Donald Trump möchte sich die Bodenschätze der Ukraine unter den Nagel reißen oder die Bodenschätze von dem, was einmal Ukraine war und jetzt von Russland besetzt wird. Das hat er ja auch deutlich gemacht im Hinblick auf Kanada, auch in Grönland: Es geht um die Bodenschätze. Das ist in der Tat auch ein Revival des Kolonialismus: zu sagen, wir brauchen jetzt wieder Land und Zugang zu bestimmtem Land. Das war ja im letzten halben Jahrhundert, in den letzten 80 Jahren, nicht nur wegen der Dekolonialisierung nicht mehr stark im Rennen, sondern auch, weil man es technologisch gar nicht gebraucht hatte. Die USA haben überall auf der Welt Militärbasen errichtet, kleine Punkte auf der Landkarte, die es Washington ermöglicht haben, Handels- und andere Interessen durchzusetzen. Jetzt aber, so sieht Donald Trump es, da braucht man wieder Land, Zugang zum Land, um die Bodenschätze ausbeuten zu können. Und letztendlich ist das eine der Triebfedern, jetzt ganz vorne mit dabei zu sein, wenn die Ukraine verteilt wird, wenn die Bodenschätze aufgeteilt werden. Das dürfte einer der unterliegenden Gründe sein für die jetzigen Entwicklungen zwischen Russland und den USA.
Zur Person
Professor Alexander Görlach unterrichtet Demokratie-Theorie und -Praxis an der New York University. Der Geopolitik-Experte hatte verschiedene Positionen an der Universitäten Harvard und Cambridge inne. Unter anderem erschien von ihm „Alarmstufe Rot: Wie Chinas aggressive Außenpolitik im Westpazifik in einen globalen Krieg führt“ (2022).
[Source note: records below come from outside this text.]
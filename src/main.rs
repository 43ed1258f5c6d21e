use anyhow::Result;
use clap::{Parser, Subcommand};
use log::info;
use regime_monitor::{
    commands::{export_prices, history, report},
    context::AppContext,
    diagnostic::Diagnostic,
    workbook::ReportFormat,
};
use std::path::PathBuf;

const DEFAULT_PRICE_SNAPSHOT_FILE: &str = "data/monthly-prices.bin";

#[derive(Parser)]
#[command(name = "regime-monitor")]
#[command(about = "Monthly weak-regime monitor for a fixed equity portfolio")]
struct Cli {
    #[command(subcommand)]
    command: Commands,
}

#[derive(Subcommand)]
enum Commands {
    /// Evaluate every asset for the latest month and write the report and history
    Report {
        /// Price snapshot to use instead of downloading prices
        #[arg(long = "data-file", value_name = "PATH")]
        data_file: Option<PathBuf>,
        /// Directory for report sheets and the history file
        #[arg(long = "output-dir", value_name = "DIR")]
        output_dir: Option<PathBuf>,
        /// Directory holding the scaler and classifier artifacts
        #[arg(long = "model-dir", value_name = "DIR")]
        model_dir: Option<PathBuf>,
        /// Report format: xlsx (default) or csv
        #[arg(long, value_name = "FORMAT", value_parser = parse_report_format)]
        format: Option<ReportFormat>,
    },
    /// Download prices and save a monthly snapshot for offline runs
    ExportPrices {
        /// Destination file for the snapshot
        #[arg(short, long = "output", value_name = "PATH")]
        output: Option<PathBuf>,
    },
    /// Print the recorded monitoring history
    History {
        /// Only show rows for this asset
        #[arg(long)]
        asset: Option<String>,
        /// Only show rows with this diagnostic (weak-regime, attention, normal)
        #[arg(long, value_parser = parse_diagnostic)]
        diagnostic: Option<Diagnostic>,
        /// Directory holding the history file
        #[arg(long = "output-dir", value_name = "DIR")]
        output_dir: Option<PathBuf>,
    },
}

fn parse_report_format(raw: &str) -> Result<ReportFormat, String> {
    ReportFormat::parse(raw).ok_or_else(|| format!("unknown report format '{raw}' (expected xlsx or csv)"))
}

fn parse_diagnostic(raw: &str) -> Result<Diagnostic, String> {
    Diagnostic::parse(raw).ok_or_else(|| format!("unknown diagnostic '{raw}'"))
}

#[tokio::main]
async fn main() -> Result<()> {
    let Cli { command } = Cli::parse();

    let mut app_context = AppContext::initialize()?;
    env_logger::Builder::from_env(env_logger::Env::default().default_filter_or("info")).init();

    info!("Starting regime monitor. Defensive monitoring only, not investment advice.");

    match command {
        Commands::Report {
            data_file,
            output_dir,
            model_dir,
            format,
        } => {
            if let Some(dir) = output_dir {
                app_context.settings_mut().output_dir = dir;
            }
            if let Some(dir) = model_dir {
                app_context.settings_mut().model_dir = dir;
            }
            if let Some(format) = format {
                app_context.settings_mut().report_format = format;
            }
            let written = report::run(&app_context, data_file.as_deref()).await?;
            info!("Report complete: {} file(s) written", written.len());
        }
        Commands::ExportPrices { output } => {
            let output_path = output.unwrap_or_else(|| PathBuf::from(DEFAULT_PRICE_SNAPSHOT_FILE));
            export_prices::run(&app_context, &output_path).await?;
        }
        Commands::History {
            asset,
            diagnostic,
            output_dir,
        } => {
            if let Some(dir) = output_dir {
                app_context.settings_mut().output_dir = dir;
            }
            history::run(&app_context, asset.as_deref(), diagnostic)?;
        }
    }

    Ok(())
}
Was bedeutet das für Europa?
Für Europa bedeutet das, dass die schlimmsten Träume, die man sich von Brüssel, Berlin, London und Paris und Rom gemacht hat, nun Wirklichkeit werden. Die Europäer sind allein, und wenn es so geht, wie Donald Trump sich das vorstellt, dann wird er auch versuchen, jedes einzelne Land gegen die anderen auszuspielen. Er ist kein Teamplayer, er möchte quasi, dass die Länder sich untereinander um seine Gunst reißen. Wenn die Europäer nicht aufpassen, dann werden sie hier sogar auch noch von Washington gespalten. Es ist eine Schicksalsstunde für Europa. Die Länder der alten Welt, wie sie so genannt werden, müssen jetzt ihr Schicksal selbst in die Hand nehmen, mit ungewissem Ausgang. Denn in diesem Kampf der Mittelmächte, zu denen die Türkei, Brasilien, Indien, Südkorea gehören, sind die Länder der Europäischen Union jetzt auch als Mittelpowers mit eingemeindet. Sie haben also keinen großen Bruder mehr, der im Verbund mit ihnen gemeinsame Interessen durchsetzt. Und das dürfte für die Europäer nun wirklich eine schmerzliche Lektion werden.